Carbon dioxide (CO2) enters the oceans at the surface, where phytoplankton use solar energy and CO2 from the atmosphere in photosynthesis to produce organic molecules. Phytoplankton are eaten by zooplankton, particularly salps, which then incorporate the carbon into their own tissues. When zooplankton excrete waste or die, this carbon sinks to the depths of the ocean and can be stored there, sometimes for millions of years, in benthic sediments. This means that this carbon is effectively removed from the atmosphere during this period.
During a month-long EXPORTS expedition to the Northeast Pacific in 2018, Dr. Deborah Steinberg of William & Mary’s Virginia Institute of Marine Science and her colleagues looked at a large, rarely studied salp flower (Salpa aspera). These creatures have the ability to respond to favorable environmental conditions by multiplying very quickly and forming huge flowers called swarms. Swarms of salps often go unnoticed because they do not survive for long: a salp can only live for a few weeks. The result is that the role of these “jelly barrels” in carbon movement is rarely considered in PCA measurements or models.

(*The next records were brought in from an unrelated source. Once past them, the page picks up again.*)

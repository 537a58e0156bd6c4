//! Draws a [`View`] tree with ratatui.
//!
//! Each panel is a bordered block. Body elements get one row each, so a
//! scrollable panel is just a window over its rows.

use ratatui::{
    prelude::*,
    widgets::{Block, Borders, Clear, Gauge, Paragraph},
};

use crate::hud::{DashboardView, Element, GateView, Panel, Screen, View};
use crate::theme::{Palette, Rgb};

const GATE_WIDTH: u16 = 52;
const GATE_HEIGHT: u16 = 11;

/// Per-frame inputs that are not part of the view tree.
pub struct Chrome<'a> {
    pub palette: Palette,
    /// First visible row of the scrollable skills panel
    pub scroll_offset: usize,
    pub hints: &'a str,
    pub clock: String,
}

fn color(rgb: Rgb) -> Color {
    Color::Rgb(rgb.0, rgb.1, rgb.2)
}

/// Draw the whole frame.
pub fn draw(frame: &mut Frame, view: &View, chrome: &Chrome) {
    let area = frame.area();
    let p = &chrome.palette;

    frame.render_widget(
        Block::default().style(Style::default().bg(color(p.bg)).fg(color(p.fg))),
        area,
    );

    let chunks = Layout::default()
        .direction(Direction::Vertical)
        .constraints([
            Constraint::Min(3),    // Screen
            Constraint::Length(1), // Build footer
            Constraint::Length(1), // Status bar
        ])
        .split(area);

    let footer = match &view.screen {
        Screen::Gate(gate) => {
            draw_gate(frame, chunks[0], gate, p);
            &gate.footer
        }
        Screen::Dashboard(dashboard) => {
            draw_dashboard(frame, chunks[0], dashboard, chrome);
            &dashboard.footer
        }
    };

    frame.render_widget(
        Paragraph::new(footer.as_str())
            .alignment(Alignment::Center)
            .style(Style::default().fg(color(p.muted))),
        chunks[1],
    );
    draw_status_bar(frame, chunks[2], chrome);
}

fn draw_gate(frame: &mut Frame, area: Rect, gate: &GateView, p: &Palette) {
    let width = GATE_WIDTH.min(area.width);
    let height = GATE_HEIGHT.min(area.height);
    let rect = Rect {
        x: area.x + (area.width - width) / 2,
        y: area.y + (area.height - height) / 2,
        width,
        height,
    };

    let input = if gate.masked_input.is_empty() {
        Span::styled(gate.placeholder.as_str(), Style::default().fg(color(p.muted)))
    } else {
        Span::styled(gate.masked_input.as_str(), Style::default().fg(color(p.fg)))
    };

    let mut lines = vec![
        Line::styled(gate.eyebrow.as_str(), Style::default().fg(color(p.muted))),
        Line::styled(
            gate.title.as_str(),
            Style::default().fg(color(p.fg)).add_modifier(Modifier::BOLD),
        ),
        Line::from(""),
        Line::styled(gate.prompt.as_str(), Style::default().fg(color(p.muted))),
        Line::from(""),
        Line::from(vec![
            Span::styled("> ", Style::default().fg(color(p.accent))),
            input,
            Span::styled("_", Style::default().fg(color(p.accent))),
        ]),
        Line::from(""),
    ];
    if let Some(error) = &gate.error {
        lines.push(Line::styled(error.as_str(), Style::default().fg(color(p.bad))));
    }

    let block = Block::default()
        .borders(Borders::ALL)
        .border_style(Style::default().fg(color(p.border)))
        .style(Style::default().bg(color(p.card)))
        .title(" Engage: Enter ");

    frame.render_widget(Clear, rect);
    frame.render_widget(Paragraph::new(lines).block(block), rect);
}

fn draw_dashboard(frame: &mut Frame, area: Rect, dashboard: &DashboardView, chrome: &Chrome) {
    let p = &chrome.palette;
    let chunks = Layout::default()
        .direction(Direction::Vertical)
        .constraints([Constraint::Length(3), Constraint::Min(0)])
        .split(area);

    let header = vec![
        Line::styled(dashboard.eyebrow.as_str(), Style::default().fg(color(p.muted))),
        Line::from(vec![
            Span::styled(
                dashboard.title.as_str(),
                Style::default().fg(color(p.accent)).add_modifier(Modifier::BOLD),
            ),
            Span::raw("  "),
            Span::styled(dashboard.subtitle.as_str(), Style::default().fg(color(p.muted))),
        ]),
    ];
    frame.render_widget(Paragraph::new(header), chunks[0]);

    let total: u32 = dashboard.columns.iter().map(|c| u32::from(c.span)).sum();
    let columns = Layout::default()
        .direction(Direction::Horizontal)
        .constraints(
            dashboard
                .columns
                .iter()
                .map(|c| Constraint::Ratio(u32::from(c.span), total.max(1))),
        )
        .split(chunks[1]);

    for (column, rect) in dashboard.columns.iter().zip(columns.iter()) {
        let mut constraints: Vec<Constraint> = column
            .panels
            .iter()
            .map(|panel| Constraint::Length(panel_height(panel)))
            .collect();
        constraints.push(Constraint::Min(0));

        let rows = Layout::default()
            .direction(Direction::Vertical)
            .constraints(constraints)
            .split(*rect);

        for (panel, row) in column.panels.iter().zip(rows.iter()) {
            draw_panel(frame, *row, panel, chrome);
        }
    }
}

/// Rows a panel wants, borders included.
fn panel_height(panel: &Panel) -> u16 {
    let body = match panel.scroll {
        Some(region) => panel.body.len().min(usize::from(region.max_rows)),
        None => panel.body.len(),
    };
    let footer = usize::from(panel.footer.is_some());
    u16::try_from(body + footer + 2).unwrap_or(u16::MAX)
}

fn draw_panel(frame: &mut Frame, area: Rect, panel: &Panel, chrome: &Chrome) {
    let p = &chrome.palette;

    let (start, visible) = match panel.scroll {
        Some(region) => {
            let rows = usize::from(region.max_rows);
            let max_offset = panel.body.len().saturating_sub(rows);
            (chrome.scroll_offset.min(max_offset), rows)
        }
        None => (0, panel.body.len()),
    };

    let mut title = format!(" {} ", panel.title);
    if panel.scroll.is_some() && panel.body.len() > visible {
        let end = (start + visible).min(panel.body.len());
        title = format!(" {} {}-{}/{} ", panel.title, start + 1, end, panel.body.len());
    }

    let block = Block::default()
        .borders(Borders::ALL)
        .border_style(Style::default().fg(color(p.border)))
        .style(Style::default().bg(color(p.card)))
        .title(Span::styled(
            title,
            Style::default().fg(color(p.fg)).add_modifier(Modifier::BOLD),
        ));
    let inner = block.inner(area);
    frame.render_widget(block, area);

    let footer_rows = u16::from(panel.footer.is_some());
    let body_rows = inner.height.saturating_sub(footer_rows);

    for (i, element) in panel.body.iter().skip(start).take(visible).enumerate() {
        let Ok(i) = u16::try_from(i) else { break };
        if i >= body_rows {
            break;
        }
        let row = Rect {
            y: inner.y + i,
            height: 1,
            ..inner
        };
        draw_element(frame, row, element, p);
    }

    if let Some(footer) = &panel.footer {
        if inner.height > 0 {
            let row = Rect {
                y: inner.y + inner.height - 1,
                height: 1,
                ..inner
            };
            frame.render_widget(
                Paragraph::new(footer.as_str()).style(Style::default().fg(color(p.muted))),
                row,
            );
        }
    }
}

fn draw_element(frame: &mut Frame, row: Rect, element: &Element, p: &Palette) {
    match element {
        Element::Gauge {
            label,
            percent,
            tone,
            caption,
        } => {
            let gauge = Gauge::default()
                .gauge_style(Style::default().fg(color(p.tone(*tone))).bg(color(p.border)))
                .percent(u16::from(*percent))
                .label(format!("{} {}", label, caption));
            frame.render_widget(gauge, row);
        }
        other => frame.render_widget(Paragraph::new(element_line(other, p)), row),
    }
}

/// One row of text for a non-gauge element.
fn element_line<'a>(element: &'a Element, p: &Palette) -> Line<'a> {
    let muted = Style::default().fg(color(p.muted));
    match element {
        Element::Item {
            label,
            detail,
            status,
            trailing,
        } => {
            let mut spans = Vec::new();
            match status {
                Some(ind) => spans.push(Span::styled(
                    format!("{} ", ind.tone.glyph()),
                    Style::default().fg(color(p.tone(ind.tone))),
                )),
                None => spans.push(Span::raw("  ")),
            }
            spans.push(Span::styled(label.as_str(), Style::default().fg(color(p.fg))));
            if let Some(detail) = detail {
                spans.push(Span::styled(format!("  {}", detail), muted));
            }
            if let Some(ind) = status {
                spans.push(Span::styled(
                    format!("  {}", ind.label),
                    Style::default().fg(color(p.tone(ind.tone))),
                ));
            }
            if let Some(trailing) = trailing {
                spans.push(Span::styled(format!("  {}", trailing), muted));
            }
            Line::from(spans)
        }
        Element::Metric { label, value } => Line::from(vec![
            Span::styled(format!("{}  ", label), muted),
            Span::styled(
                value.as_str(),
                Style::default().fg(color(p.fg)).add_modifier(Modifier::BOLD),
            ),
        ]),
        Element::Heading { text } => Line::styled(
            text.as_str(),
            Style::default().fg(color(p.accent)).add_modifier(Modifier::BOLD),
        ),
        Element::Note { text, tone } => {
            let fg = match tone {
                Some(tone) => p.tone(*tone),
                None => p.muted,
            };
            Line::styled(text.as_str(), Style::default().fg(color(fg)))
        }
        Element::Gauge { caption, .. } => Line::raw(caption.as_str()),
    }
}

fn draw_status_bar(frame: &mut Frame, area: Rect, chrome: &Chrome) {
    let p = &chrome.palette;
    let padding = area
        .width
        .saturating_sub(chrome.hints.chars().count() as u16 + chrome.clock.chars().count() as u16 + 2);

    let bar = Paragraph::new(Line::from(vec![
        Span::raw(format!(" {}", chrome.hints)),
        Span::raw(" ".repeat(usize::from(padding))),
        Span::raw(format!("{} ", chrome.clock)),
    ]))
    .style(Style::default().fg(color(p.muted)).bg(color(p.card)));
    frame.render_widget(bar, area);
}
//! CLI argument definitions for the HUD.

use std::path::PathBuf;

use clap::{Parser, Subcommand, ValueEnum};

use crate::config::ConfigOverrides;
use crate::hud::HudLayout;
use crate::theme::ThemePreference;

const LONG_VERSION: &str = concat!(
    env!("CARGO_PKG_VERSION"),
    " (",
    env!("HUD_GIT_COMMIT"),
    " ",
    env!("HUD_BUILD_TIMESTAMP"),
    ")"
);

/// Orbital HUD - a passphrase-gated mission control dashboard for the terminal.
///
/// Run without a command to open the interactive HUD.
#[derive(Parser, Debug)]
#[command(name = "hud")]
#[command(author, version, long_version = LONG_VERSION, about, long_about = None)]
pub struct Cli {
    /// Directory holding persisted settings and the log file
    #[arg(long, global = true, env = "HUD_DATA_DIR")]
    pub data_dir: Option<PathBuf>,

    /// Path to config.kdl
    #[arg(long, global = true, env = "HUD_CONFIG")]
    pub config: Option<PathBuf>,

    /// JSON data file to render instead of the bundled data set
    #[arg(long, global = true, env = "HUD_DATA")]
    pub data: Option<PathBuf>,

    /// Panel grid to compose
    #[arg(long, global = true, value_enum)]
    pub layout: Option<LayoutArg>,

    /// Show only the first N skills, with a "+ N more" line
    #[arg(long, global = true, value_name = "N")]
    pub skills_limit: Option<usize>,

    /// List every skill in a scrollable region
    #[arg(long, global = true, conflicts_with = "skills_limit")]
    pub show_all_skills: bool,

    /// Keep settings in memory only; nothing is written to disk
    #[arg(long, global = true)]
    pub ephemeral: bool,

    /// Increase log verbosity (-v info, -vv debug, -vvv trace)
    #[arg(short, long, global = true, action = clap::ArgAction::Count)]
    pub verbose: u8,

    #[command(subcommand)]
    pub command: Option<Commands>,
}

impl Cli {
    /// Display options given on the command line.
    pub fn overrides(&self) -> ConfigOverrides {
        ConfigOverrides {
            layout: self.layout.map(HudLayout::from),
            skills_limit: self.skills_limit,
            show_all_skills: self.show_all_skills.then_some(true),
        }
    }
}

/// Top-level commands
#[derive(Subcommand, Debug)]
pub enum Commands {
    /// Open the interactive HUD (default)
    Tui,

    /// Print the current screen without a terminal
    Render {
        /// Emit the view tree as JSON
        #[arg(long)]
        json: bool,
    },

    /// Show session state, theme and storage location
    Status {
        /// Emit JSON
        #[arg(long)]
        json: bool,
    },

    /// Read a passphrase from stdin and unlock the HUD
    Login {
        /// Emit JSON
        #[arg(long)]
        json: bool,
    },

    /// Lock the HUD
    Logout {
        /// Emit JSON
        #[arg(long)]
        json: bool,
    },

    /// Theme preference commands
    Theme {
        #[command(subcommand)]
        command: ThemeCommands,
    },
}

/// Theme subcommands
#[derive(Subcommand, Debug)]
pub enum ThemeCommands {
    /// Print the current theme
    Show {
        #[arg(long)]
        json: bool,
    },

    /// Switch between dark and light
    Toggle {
        #[arg(long)]
        json: bool,
    },

    /// Set the theme explicitly
    Set {
        #[arg(value_enum)]
        theme: ThemeArg,
        #[arg(long)]
        json: bool,
    },
}

#[derive(Debug, Clone, Copy, PartialEq, Eq, ValueEnum)]
pub enum LayoutArg {
    Standard,
    Extended,
}

impl From<LayoutArg> for HudLayout {
    fn from(arg: LayoutArg) -> Self {
        match arg {
            LayoutArg::Standard => HudLayout::Standard,
            LayoutArg::Extended => HudLayout::Extended,
        }
    }
}

#[derive(Debug, Clone, Copy, PartialEq, Eq, ValueEnum)]
pub enum ThemeArg {
    Dark,
    Light,
}

impl From<ThemeArg> for ThemePreference {
    fn from(arg: ThemeArg) -> Self {
        match arg {
            ThemeArg::Dark => ThemePreference::Dark,
            ThemeArg::Light => ThemePreference::Light,
        }
    }
}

“Salps follow a ‘bloom or bust’ life cycle, with populations naturally patchy in space and time. “It is therefore difficult to observe or model their contribution to carbon export to the deep sea,” explains Steinberg.
In the case of the current study, researchers identified a salp bloom that spanned more than 4,000 square miles (~11,000 km2), the size of Connecticut. They spent eight days aboard the R/V Revelle, sampling particles from the water column as well as the density of salps and other zooplankton down to a depth of 1,000 m. They used a wide range of marine observation tools, from traditional plankton nets and sediment traps to underwater -video recorders and sonar-based computer models.
Sampling was carried out day and night, taking into account that the salps come to the surface at night to feed, but sink to a depth of between 300 and 700 meters during the day to avoid their own predators. In addition, scientists were able to use two research vessels – the 277-foot Roger Revelle and the 238-foot Sally Ride – to observe conditions within the salp and compare them to conditions in surrounding waters.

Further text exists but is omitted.